There's a world of pain on display here. Browse through the catalogue that accompanies the exhibition, which is written like a glossary of symptoms and source material, and you'll find such alphabetized entries as "Abandonment," "Aggression," "Agoraphobia," "Anger" and "Anxiety." And that's just the A's. There are also entries on "Calm," "Dreams, "Music" and "Reparation."

Nothing about Bourgeois's art, it seems, is straightforward or easy.

In that abecedarian spirit, we hereby offer our own ABCs: a primer that will serve as an introduction to a few of the big ideas you'll encounter in Bourgeois' art.

A IS FOR AMBIVALENCE

Bourgeois loves ambiguity.

As curator Valerie Fletcher puts it, the artist is unusually comfortable with things that are "labile." That is to say, things whose meaning or interpretation are in a constant state of flux.
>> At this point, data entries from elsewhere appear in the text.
#[cfg(test)]
mod tests {
    use super::*;

    const TEAM_TABLE: &str = r#"
        <table>
          <tr><td class="hauptlink no-border-links">
            <a href="/real-madrid/startseite/verein/418" title="Real Madrid">Real Madrid</a>
          </td></tr>
          <tr><td class="hauptlink no-border-links">
            <a href="/fc-barcelona/startseite/verein/131">FC Barcelona</a>
          </td></tr>
        </table>"#;

    #[test]
    fn team_links_prefer_the_title_attribute() {
        let teams = parse_team_links(TEAM_TABLE, "https://example.com").expect("parse");
        assert_eq!(teams.len(), 2);
        assert_eq!(teams[0].name, "Real Madrid");
        assert_eq!(
            teams[0].squad_url,
            "https://example.com/real-madrid/startseite/verein/418"
        );
        assert_eq!(teams[1].name, "FC Barcelona");
    }

    #[test]
    fn player_links_filter_and_dedup_preserving_order() {
        let html = r#"
            <table class="inline-table"><tr>
              <td class="hauptlink"><a href="/a/profil/spieler/1">A</a></td>
              <td class="hauptlink"><a href="/b/profil/spieler/2">B</a></td>
              <td class="hauptlink"><a href="/a/profil/spieler/1">A again</a></td>
              <td class="hauptlink"><a href="/club/startseite/verein/9">club</a></td>
            </tr></table>"#;
        let links = parse_player_links(html, "https://example.com").expect("parse");
        assert_eq!(
            links,
            vec![
                "https://example.com/a/profil/spieler/1",
                "https://example.com/b/profil/spieler/2",
            ]
        );
    }

    #[test]
    fn profile_parse_extracts_the_info_table_pairs() {
        let html = r#"
            <header class="data-header"><strong>Vini Jr.</strong></header>
            <a class="data-header__market-value-wrapper">
              €150.00m
              <p class="data-header__last-update">Last update: Jun 14, 2024</p>
            </a>
            <div class="spielerdatenundfakten"><div class="info-table">
              <span class="info-table__content">Date of birth/Age:</span>
              <span class="info-table__content">Jul 12, 2000 (24)</span>
              <span class="info-table__content">Position:</span>
              <span class="info-table__content">Attack - Left Winger</span>
              <span class="info-table__content">Joined:</span>
              <span class="info-table__content">Jul 12, 2018</span>
              <span class="info-table__content">Contract expires:</span>
              <span class="info-table__content">Jun 30, 2027</span>
            </div></div>"#;
        let profile = parse_player_profile(html).expect("parse");
        assert_eq!(profile.name.as_deref(), Some("Vini Jr."));
        assert_eq!(profile.age, Some(24));
        assert_eq!(profile.position.as_deref(), Some("Attack - Left Winger"));
        assert_eq!(profile.market_value.as_deref(), Some("150.00"));
        assert_eq!(profile.joined.as_deref(), Some("Jul 12, 2018"));
        assert_eq!(profile.contract_expires.as_deref(), Some("Jun 30, 2027"));
    }

    #[test]
    fn profile_parse_tolerates_a_sparse_page() {
        let profile = parse_player_profile("<html><body></body></html>").expect("parse");
        assert_eq!(profile, PlayerProfile::default());
    }

    #[test]
    fn performance_totals_default_non_numeric_cells_to_zero() {
        let html = r#"
            <table class="items"><tfoot><tr>
              <td class="zentriert">31</td>
              <td class="zentriert">15</td>
              <td class="zentriert">-</td>
            </tr></tfoot></table>"#;
        assert_eq!(parse_performance_totals(html).expect("parse"), (31, 15, 0));
        assert_eq!(parse_performance_totals("<p/>").expect("parse"), (0, 0, 0));
    }

    #[test]
    fn performance_url_swaps_the_path_segment() {
        assert_eq!(
            performance_url(
                "https://example.com/vini/profil/spieler/371998",
                "ES1",
                "2023"
            ),
            "https://example.com/vini/leistungsdatendetails/spieler/371998/wettbewerb/ES1/saison/2023"
        );
    }

    #[test]
    fn search_takes_the_first_result() {
        let html = r#"
            <table class="items"><tbody>
              <tr><td>img</td><td><a href="/vini/profil/spieler/371998">Vini Jr.</a></td></tr>
              <tr><td>img</td><td><a href="/other/profil/spieler/5">Other</a></td></tr>
            </tbody></table>"#;
        assert_eq!(
            parse_search_result_href(html).expect("parse").as_deref(),
            Some("/vini/profil/spieler/371998")
        );
        assert_eq!(parse_search_result_href("<p/>").expect("parse"), None);
    }

    #[test]
    fn feed_summaries_strip_markup_and_honor_the_cap() {
        let xml = r#"<rss><channel>
            <item><description>&lt;a href="x"&gt;Club agrees fee&lt;/a&gt; for   striker</description></item>
            <item><description>Second  item</description></item>
            <item><description>Third item</description></item>
        </channel></rss>"#;
        let summaries = parse_feed_summaries(xml, 2).expect("parse");
        assert_eq!(
            summaries,
            vec!["Club agrees fee for striker", "Second item"]
        );
    }
}
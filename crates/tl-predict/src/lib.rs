//! Ensemble transfer scoring: numeric model probability fused with an
//! LLM-derived news signal, plus the backtest runner over archived data.

use std::sync::Arc;
use std::time::Duration;

use anyhow::{Context, Result};
use async_trait::async_trait;
use serde::{Deserialize, Serialize};
use thiserror::Error;
use tl_adapters::{NewsFeed, ProfileLookup};
use tl_core::{column_index, split_csv_line, FeatureVector};
use tl_storage::ObjectStore;
use tracing::{info, warn};

pub const CRATE_NAME: &str = "tl-predict";

/// Assembled once at process start; components receive it by value and never
/// read the environment themselves.
#[derive(Debug, Clone)]
pub struct PredictConfig {
    pub model_endpoint: String,
    pub model_bearer_token: Option<String>,
    pub llm_endpoint: String,
    pub llm_api_key: String,
    pub llm_model: String,
    pub article_cap: usize,
    /// Weight of the base model probability on the live/web path.
    pub live_fusion_weight: f64,
    /// Weight of the base model probability on the backtest path.
    pub backtest_fusion_weight: f64,
    pub classify_base_tokens: u32,
    pub classify_max_attempts: u32,
}

impl Default for PredictConfig {
    fn default() -> Self {
        Self {
            model_endpoint: "http://127.0.0.1:8501/invocations".to_string(),
            model_bearer_token: None,
            llm_endpoint: "https://api.openai.com/v1/chat/completions".to_string(),
            llm_api_key: String::new(),
            llm_model: "gpt-4o-mini".to_string(),
            article_cap: 5,
            live_fusion_weight: 0.1,
            backtest_fusion_weight: 0.3,
            classify_base_tokens: 256,
            classify_max_attempts: 3,
        }
    }
}

impl PredictConfig {
    pub fn from_env() -> Self {
        let defaults = Self::default();
        Self {
            model_endpoint: std::env::var("TL_MODEL_ENDPOINT").unwrap_or(defaults.model_endpoint),
            model_bearer_token: std::env::var("TL_MODEL_TOKEN").ok().filter(|t| !t.is_empty()),
            llm_endpoint: std::env::var("TL_LLM_ENDPOINT").unwrap_or(defaults.llm_endpoint),
            llm_api_key: std::env::var("TL_LLM_API_KEY").unwrap_or(defaults.llm_api_key),
            llm_model: std::env::var("TL_LLM_MODEL").unwrap_or(defaults.llm_model),
            article_cap: std::env::var("TL_ARTICLE_CAP")
                .ok()
                .and_then(|v| v.parse().ok())
                .unwrap_or(defaults.article_cap),
            live_fusion_weight: std::env::var("TL_LIVE_FUSION_WEIGHT")
                .ok()
                .and_then(|v| v.parse().ok())
                .unwrap_or(defaults.live_fusion_weight),
            backtest_fusion_weight: std::env::var("TL_BACKTEST_FUSION_WEIGHT")
                .ok()
                .and_then(|v| v.parse().ok())
                .unwrap_or(defaults.backtest_fusion_weight),
            classify_base_tokens: defaults.classify_base_tokens,
            classify_max_attempts: defaults.classify_max_attempts,
        }
    }
}

#[derive(Debug, Error)]
pub enum ModelError {
    #[error("model request failed: {0}")]
    Request(#[from] reqwest::Error),
    #[error("model returned {status}: {body}")]
    Http { status: u16, body: String },
    #[error("unparseable model score '{raw}'")]
    Malformed { raw: String },
}

/// The hosted numeric model: CSV feature line in, one float probability out.
#[async_trait]
pub trait ScoreModel: Send + Sync {
    async fn score(&self, features: &FeatureVector) -> Result<f64, ModelError>;
}

pub struct HttpScoreModel {
    client: reqwest::Client,
    endpoint: String,
    bearer_token: Option<String>,
}

impl HttpScoreModel {
    pub fn new(config: &PredictConfig) -> Result<Self> {
        let client = reqwest::Client::builder()
            .connect_timeout(Duration::from_secs(5))
            .timeout(Duration::from_secs(30))
            .build()
            .context("building model http client")?;
        Ok(Self {
            client,
            endpoint: config.model_endpoint.clone(),
            bearer_token: config.model_bearer_token.clone(),
        })
    }
}
//! scholaraid-sim: runs the confidential application lifecycle end to end
//!
//! Wires an `ApplicationController` to the in-memory ledger, encryption
//! provider and decryption verifier, then connects, submits every configured
//! application, decrypts and verifies each one and reports eligibility.

mod config;

use std::path::PathBuf;
use std::sync::Arc;

use clap::Parser;
use tracing::{error, info, warn};

use config::Config;
use scholaraid_core::{
    ApplicationController, ContractAddress, Identity, InMemoryLedger, MockDecryptionVerifier,
    MockEncryptionProvider, SubmitRequest,
};

#[derive(Parser)]
#[command(name = "scholaraid-sim")]
#[command(about = "Run a confidential scholarship lifecycle against in-memory collaborators")]
struct Cli {
    /// Path to configuration file
    #[arg(short, long, default_value = "scholaraid.toml")]
    config: PathBuf,

    /// Identity address (overrides config file)
    #[arg(long, env = "SCHOLARAID_IDENTITY")]
    identity: Option<String>,

    /// Leave decryption proofs unconfirmed (overrides config file)
    #[arg(long)]
    defer_confirmation: bool,

    /// Number of activity entries to print
    #[arg(long, default_value_t = 5)]
    history: usize,
}

#[tokio::main]
async fn main() -> anyhow::Result<()> {
    tracing_subscriber::fmt()
        .with_env_filter(
            tracing_subscriber::EnvFilter::from_default_env()
                .add_directive("scholaraid_core=info".parse()?)
                .add_directive("scholaraid_sim=info".parse()?),
        )
        .init();

    let cli = Cli::parse();

    info!("Starting scholaraid-sim");
    info!("Config file: {}", cli.config.display());

    let mut config = Config::load(&cli.config)?;
    if let Some(identity) = cli.identity {
        config.identity.address = identity;
    }
    if cli.defer_confirmation {
        config.ledger.defer_confirmation = true;
    }

    let ledger = Arc::new(InMemoryLedger::new(ContractAddress::new(
        config.ledger.contract_address.clone(),
    )));
    let verifier = Arc::new(MockDecryptionVerifier::new(ledger.clone()));
    verifier.set_await_confirmation(!config.ledger.defer_confirmation);

    let controller = ApplicationController::with_config(
        ledger.clone(),
        Arc::new(MockEncryptionProvider::new()),
        verifier,
        config.controller.clone(),
    );

    controller
        .connect(Identity::new(config.identity.address.clone()))
        .await?;

    if !controller.check_system_availability().await? {
        anyhow::bail!("ledger reports the system as unavailable");
    }

    let mut submitted = Vec::new();
    for seed in &config.applications {
        let request = SubmitRequest::new(seed.name.clone(), seed.income, seed.score);
        match controller.submit_application(request).await {
            Ok(app) => {
                info!(id = %app.id, name = %app.applicant_name, "Application submitted");
                submitted.push(app.id);
            }
            Err(err) => error!(name = %seed.name, error = %err, "Submission failed"),
        }
    }

    for id in &submitted {
        if let Err(err) = controller.decrypt_and_verify(id).await {
            warn!(id = %id, error = %err, "Decryption failed");
        }
    }

    println!();
    println!("{:<40} {:<12} {:>6} {:>12} {:>10}", "ID", "APPLICANT", "SCORE", "INCOME", "ELIGIBLE");
    for app in controller.snapshot().applications {
        let income = match (app.verification.clear_income(), app.locally_decrypted_income) {
            (Some(income), _) => income.to_string(),
            (None, Some(income)) => format!("{}*", income),
            (None, None) => "hidden".to_string(),
        };
        let eligible = match controller.assess(&app.id).await {
            Some(a) if a.is_authoritative() => a.eligible.to_string(),
            Some(a) => format!("{}*", a.eligible),
            None => "-".to_string(),
        };
        println!(
            "{:<40} {:<12} {:>6} {:>12} {:>10}",
            app.id, app.applicant_name, app.academic_score, income, eligible
        );
    }

    let now = chrono::Utc::now().timestamp().max(0) as u64;
    let stats = controller.stats(now).await;
    println!();
    println!(
        "{} applications, {} verified, average score {:.1}/10, {} this week",
        stats.total, stats.verified, stats.average_academic_score, stats.recent
    );
    if config.ledger.defer_confirmation {
        println!("* provisional: decryption proof not yet confirmed on the ledger");
    }

    println!();
    println!("Recent activity:");
    for entry in controller.activity(cli.history).await {
        println!("  {}", entry);
    }

    controller.disconnect().await;
    info!("Shutdown complete");
    Ok(())
}
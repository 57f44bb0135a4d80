//! Per-session activity history.
//!
//! Records what the connected party did (applications submitted, incomes
//! decrypted). Newest entries first, bounded.

use chrono::{DateTime, Utc};
use serde::{Deserialize, Serialize};
use std::collections::VecDeque;
use std::fmt;
use std::sync::Arc;
use tokio::sync::RwLock;

/// Default maximum entries before pruning.
pub const DEFAULT_ACTIVITY_CAPACITY: usize = 100;

/// What happened.
#[derive(Debug, Clone, PartialEq, Eq, Serialize, Deserialize)]
#[serde(tag = "kind", rename_all = "snake_case")]
pub enum ActivityKind {
    Applied {
        application_id: String,
        applicant_name: String,
    },
    Decrypted {
        application_id: String,
        clear_income: u64,
    },
}

/// An entry in the activity log.
#[derive(Debug, Clone, PartialEq, Eq, Serialize, Deserialize)]
pub struct ActivityEntry {
    pub entry_id: String,
    pub kind: ActivityKind,
    pub recorded_at: DateTime<Utc>,
}

impl ActivityEntry {
    pub fn new(kind: ActivityKind) -> Self {
        Self {
            entry_id: uuid::Uuid::new_v4().to_string(),
            kind,
            recorded_at: Utc::now(),
        }
    }
}

impl fmt::Display for ActivityEntry {
    fn fmt(&self, f: &mut fmt::Formatter<'_>) -> fmt::Result {
        let at = self.recorded_at.format("%H:%M:%S");
        match &self.kind {
            ActivityKind::Applied { applicant_name, .. } => {
                write!(f, "Applied for {} at {}", applicant_name, at)
            }
            ActivityKind::Decrypted { clear_income, .. } => {
                write!(f, "Decrypted income data: ${} at {}", clear_income, at)
            }
        }
    }
}

/// Bounded, newest-first activity log.
pub struct ActivityLog {
    entries: Arc<RwLock<VecDeque<ActivityEntry>>>,
    max_entries: usize,
}

impl ActivityLog {
    pub fn new() -> Self {
        Self::with_max_entries(DEFAULT_ACTIVITY_CAPACITY)
    }

    pub fn with_max_entries(max_entries: usize) -> Self {
        Self {
            entries: Arc::new(RwLock::new(VecDeque::new())),
            max_entries: max_entries.max(1),
        }
    }

    /// Append an entry, pruning the oldest past capacity.
    pub async fn record(&self, kind: ActivityKind) -> ActivityEntry {
        let entry = ActivityEntry::new(kind);

        let mut entries = self.entries.write().await;
        entries.push_front(entry.clone());
        while entries.len() > self.max_entries {
            entries.pop_back();
        }

        entry
    }

    /// Newest `limit` entries.
    pub async fn recent(&self, limit: usize) -> Vec<ActivityEntry> {
        let entries = self.entries.read().await;
        entries.iter().take(limit).cloned().collect()
    }

    pub async fn clear(&self) {
        self.entries.write().await.clear();
    }
}

impl Default for ActivityLog {
    fn default() -> Self {
        Self::new()
    }
}

#[cfg(test)]
mod tests {
    use super::*;

    fn applied(id: &str) -> ActivityKind {
        ActivityKind::Applied {
            application_id: id.into(),
            applicant_name: "Alice".into(),
        }
    }

    #[tokio::test]
    async fn test_newest_first_and_pruned() {
        let log = ActivityLog::with_max_entries(3);
        for i in 0..5 {
            log.record(applied(&format!("scholarship-{}", i))).await;
        }

        let recent = log.recent(10).await;
        assert_eq!(recent.len(), 3);
        assert_eq!(recent[0].kind, applied("scholarship-4"));
        assert_eq!(recent[2].kind, applied("scholarship-2"));
    }

    #[tokio::test]
    async fn test_recent_limit_and_clear() {
        let log = ActivityLog::new();
        log.record(applied("scholarship-1")).await;
        log.record(ActivityKind::Decrypted {
            application_id: "scholarship-1".into(),
            clear_income: 40_000,
        })
        .await;
        log.record(applied("scholarship-2")).await;

        let recent = log.recent(2).await;
        assert_eq!(recent.len(), 2);
        assert_eq!(recent[0].kind, applied("scholarship-2"));

        log.clear().await;
        assert!(log.recent(10).await.is_empty());
    }

    #[test]
    fn test_display() {
        let entry = ActivityEntry::new(ActivityKind::Decrypted {
            application_id: "scholarship-1".into(),
            clear_income: 40_000,
        });
        assert!(entry.to_string().starts_with("Decrypted income data: $40000 at "));
    }
}
//! Scholarship eligibility rule.
//!
//! Eligibility is a pure function of the public academic score and the
//! income, where income comes from the verified ledger value if present and
//! from a provisional local decryption otherwise. Missing income always
//! means ineligible.

use serde::{Deserialize, Serialize};

use crate::types::Application;

/// Income must be strictly below this to qualify.
pub const DEFAULT_INCOME_THRESHOLD: u64 = 50_000;
/// Academic score must be at least this to qualify.
pub const DEFAULT_MIN_ACADEMIC_SCORE: u8 = 7;

/// Thresholds for the eligibility rule.
#[derive(Debug, Clone, Copy, PartialEq, Eq, Serialize, Deserialize)]
pub struct EligibilityPolicy {
    #[serde(default = "default_income_threshold")]
    pub income_threshold: u64,
    #[serde(default = "default_min_academic_score")]
    pub min_academic_score: u8,
}

fn default_income_threshold() -> u64 { DEFAULT_INCOME_THRESHOLD }
fn default_min_academic_score() -> u8 { DEFAULT_MIN_ACADEMIC_SCORE }

impl Default for EligibilityPolicy {
    fn default() -> Self {
        Self {
            income_threshold: DEFAULT_INCOME_THRESHOLD,
            min_academic_score: DEFAULT_MIN_ACADEMIC_SCORE,
        }
    }
}

/// Where the income used for a decision came from.
#[derive(Debug, Clone, Copy, PartialEq, Eq, Serialize, Deserialize)]
#[serde(rename_all = "snake_case")]
pub enum IncomeBasis {
    /// Recorded on the ledger; authoritative
    Verified,
    /// Locally decrypted, not yet confirmed on the ledger
    Provisional,
    /// No income data
    Unknown,
}

/// Eligibility decision plus its basis.
#[derive(Debug, Clone, Copy, PartialEq, Eq, Serialize, Deserialize)]
pub struct Assessment {
    pub eligible: bool,
    pub basis: IncomeBasis,
}

impl Assessment {
    /// Only verified-basis decisions are authoritative.
    pub fn is_authoritative(&self) -> bool {
        self.basis == IncomeBasis::Verified
    }
}

impl EligibilityPolicy {
    /// Assess an application.
    ///
    /// A verified income always wins over `provisional_income`.
    pub fn assess(&self, application: &Application, provisional_income: Option<u64>) -> Assessment {
        let (income, basis) = match (application.verification.clear_income(), provisional_income) {
            (Some(income), _) => (Some(income), IncomeBasis::Verified),
            (None, Some(income)) => (Some(income), IncomeBasis::Provisional),
            (None, None) => (None, IncomeBasis::Unknown),
        };

        let eligible = income
            .map(|income| {
                income < self.income_threshold
                    && application.academic_score >= self.min_academic_score
            })
            .unwrap_or(false);

        Assessment { eligible, basis }
    }

    pub fn is_eligible(&self, application: &Application, provisional_income: Option<u64>) -> bool {
        self.assess(application, provisional_income).eligible
    }
}

/// Eligibility under the default policy.
pub fn is_eligible(application: &Application, provisional_income: Option<u64>) -> bool {
    EligibilityPolicy::default().is_eligible(application, provisional_income)
}

#[cfg(test)]
mod tests {
    use super::*;
    use crate::types::{CiphertextHandle, Identity, Verification};

    fn application(score: u8, verification: Verification) -> Application {
        Application {
            id: "scholarship-1".into(),
            applicant_name: "Alice".into(),
            academic_score: score,
            created_at: 1_700_000_000,
            creator: Identity::new("0xa11ce"),
            income_handle: CiphertextHandle::new("0x01"),
            reserved_slot: 0,
            verification,
            locally_decrypted_income: None,
        }
    }

    #[test]
    fn test_unknown_income_is_ineligible() {
        let app = application(10, Verification::Unverified);
        assert!(!is_eligible(&app, None));
        assert_eq!(
            EligibilityPolicy::default().assess(&app, None).basis,
            IncomeBasis::Unknown
        );
    }

    #[test]
    fn test_verified_income_qualifies() {
        let app = application(8, Verification::Verified { clear_income: 40_000 });
        let assessment = EligibilityPolicy::default().assess(&app, None);
        assert!(assessment.eligible);
        assert!(assessment.is_authoritative());
    }

    #[test]
    fn test_low_score_disqualifies_despite_income() {
        let app = application(5, Verification::Verified { clear_income: 30_000 });
        assert!(!is_eligible(&app, None));
    }

    #[test]
    fn test_threshold_is_strict() {
        let app = application(7, Verification::Verified { clear_income: 50_000 });
        assert!(!is_eligible(&app, None));

        let app = application(7, Verification::Verified { clear_income: 49_999 });
        assert!(is_eligible(&app, None));
    }

    #[test]
    fn test_verified_income_overrides_provisional() {
        let app = application(8, Verification::Verified { clear_income: 90_000 });
        let assessment = EligibilityPolicy::default().assess(&app, Some(10_000));
        assert!(!assessment.eligible);
        assert_eq!(assessment.basis, IncomeBasis::Verified);
    }

    #[test]
    fn test_provisional_income_is_not_authoritative() {
        let app = application(8, Verification::Unverified);
        let assessment = EligibilityPolicy::default().assess(&app, Some(10_000));
        assert!(assessment.eligible);
        assert!(!assessment.is_authoritative());
    }

    #[test]
    fn test_pure_for_identical_inputs() {
        let app = application(9, Verification::Unverified);
        assert_eq!(is_eligible(&app, Some(1)), is_eligible(&app, Some(1)));
    }

    #[test]
    fn test_custom_policy() {
        let policy = EligibilityPolicy {
            income_threshold: 20_000,
            min_academic_score: 9,
        };
        let app = application(9, Verification::Verified { clear_income: 15_000 });
        assert!(policy.is_eligible(&app, None));
        assert!(!policy.is_eligible(&application(8, app.verification), None));
    }
}
enum VerifyProgress {
    /// The ledger already held a verified value
    Stored(u64),
    /// The verifier recovered the value in this call
    Decrypted(u64),
}

/// Lifecycle controller for confidential scholarship applications.
pub struct ApplicationController {
    config: ControllerConfig,
    ledger: Arc<dyn LedgerGateway>,
    encryption: Arc<dyn EncryptionProvider>,
    verifier: Arc<dyn DecryptionVerifier>,
    state: Arc<RwLock<SessionState>>,
    activity: ActivityLog,
    updates: watch::Sender<Snapshot>,
}
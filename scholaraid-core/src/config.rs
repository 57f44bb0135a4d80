//! Controller configuration

use serde::{Deserialize, Serialize};

use crate::activity::DEFAULT_ACTIVITY_CAPACITY;
use crate::eligibility::EligibilityPolicy;

#[derive(Debug, Clone, PartialEq, Serialize, Deserialize)]
pub struct ControllerConfig {
    /// Tag written alongside every new application
    #[serde(default = "default_application_tag")]
    pub application_tag: String,

    /// Prefix of generated application ids
    #[serde(default = "default_id_prefix")]
    pub id_prefix: String,

    /// Maximum activity entries kept per session
    #[serde(default = "default_activity_capacity")]
    pub activity_capacity: usize,

    #[serde(default)]
    pub eligibility: EligibilityPolicy,
}

// Defaults
fn default_application_tag() -> String { "Scholarship Application".to_string() }
fn default_id_prefix() -> String { "scholarship".to_string() }
fn default_activity_capacity() -> usize { DEFAULT_ACTIVITY_CAPACITY }

impl Default for ControllerConfig {
    fn default() -> Self {
        Self {
            application_tag: default_application_tag(),
            id_prefix: default_id_prefix(),
            activity_capacity: default_activity_capacity(),
            eligibility: EligibilityPolicy::default(),
        }
    }
}

#[cfg(test)]
mod tests {
    use super::*;

    #[test]
    fn test_empty_table_uses_defaults() {
        let config: ControllerConfig = toml::from_str("").expect("valid TOML");
        assert_eq!(config, ControllerConfig::default());
    }

    #[test]
    fn test_partial_override() {
        let config: ControllerConfig = toml::from_str(
            r#"
id_prefix = "grant"

[eligibility]
income_threshold = 30000
"#,
        )
        .expect("valid TOML");

        assert_eq!(config.id_prefix, "grant");
        assert_eq!(config.application_tag, "Scholarship Application");
        assert_eq!(config.eligibility.income_threshold, 30_000);
        assert_eq!(config.eligibility.min_academic_score, 7);
    }
}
Take that jungle-gym-size "Crouching Spider" by the museum entrance. For most of us, an arachnid of that size comes across as a little, well, creepy. Not to Bourgeois. She associates the creature's web-spinning ability with her own mother's work as a weaver in the family tapestry restoration business, insisting that the image of a giant spider isn't something nightmarish at all but a nurturing maternal figure.

So far so good. She has also spoken of how spiders remind her -- stay with me now -- of prostitutes. Just like spiders, see, women of the night are furtive and delicate, according to Bourgeois.